TO DO
Find the lines in the entries that follow where the word "object" occurs, and state how many there are, with no other words.

TASK INPUTS
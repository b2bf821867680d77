//! Run summary printed after a smoothing pass.
//!
//! Formatting lives here so the fitting code stays free of presentation
//! concerns and output changes are localized.

use crate::domain::{ExclusionRange, SmoothConfig, Spectrum};
use crate::fit::SmoothedSpectrum;

/// Format the full run summary (input stats + settings + per-segment fits).
pub fn format_run_summary(spectrum: &Spectrum, smoothed: &SmoothedSpectrum, config: &SmoothConfig) -> String {
    let mut out = String::new();

    out.push_str("=== tellfit - Chebyshev continuum smoothing ===\n");
    out.push_str(&format!("Input: {}\n", config.input.display()));
    if let Some(object) = spectrum.header.as_ref().and_then(|h| h.object.as_deref()) {
        out.push_str(&format!("Object: {object}\n"));
    }

    let n = spectrum.len();
    let masked = spectrum.flux.iter().filter(|v| !v.is_finite()).count();
    match (spectrum.wavelength.first(), spectrum.wavelength.last()) {
        (Some(lo), Some(hi)) => out.push_str(&format!("Samples: n={n} (masked={masked}) | λ=[{lo:.6}, {hi:.6}]\n")),
        _ => out.push_str(&format!("Samples: n={n} (masked={masked})\n")),
    }

    let opts = &config.options;
    out.push_str(&format!(
        "Order: {} | blend width: {} px | lookup: {:?} | trailing rescale: {:?} | weighting: {:?}\n",
        opts.order, opts.blend_width, opts.lookup, opts.trailing_rescale, opts.blend_weighting
    ));
    out.push_str(&format!(
        "Telluric ranges: {} ({})\n",
        config.exclusion_ranges.len(),
        config
            .range_source
            .as_ref()
            .map(|p| p.display().to_string())
            .unwrap_or_else(|| "built-in".to_string())
    ));

    out.push_str("\nSegments:\n");
    out.push_str(
        format!(
            "{:<16} {:>12} {:>12} {:>8} {:>12}\n",
            "pixels", "λ_start", "λ_end", "used", "rms"
        )
        .trim_end(),
    );
    out.push('\n');
    out.push_str(format!("{:-<16} {:-<12} {:-<12} {:-<8} {:-<12}\n", "", "", "", "", "").trim_end());
    out.push('\n');

    for s in &smoothed.segments {
        let span = format!("[{}, {})", s.segment.start, s.segment.end);
        let marker = if s.segment.trailing { " (trailing)" } else { "" };
        out.push_str(
            format!(
                "{span:<16} {:>12.6} {:>12.6} {:>8} {:>12.3e}{marker}\n",
                s.lambda_start, s.lambda_end, s.used, s.rms
            )
            .trim_end(),
        );
        out.push('\n');
    }

    out
}

/// One line per range, for logging the ranges in use.
pub fn format_ranges(ranges: &[ExclusionRange]) -> String {
    let parts: Vec<String> = ranges.iter().map(|r| r.to_string()).collect();
    parts.join(", ")
}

EXPECTED ANSWER
2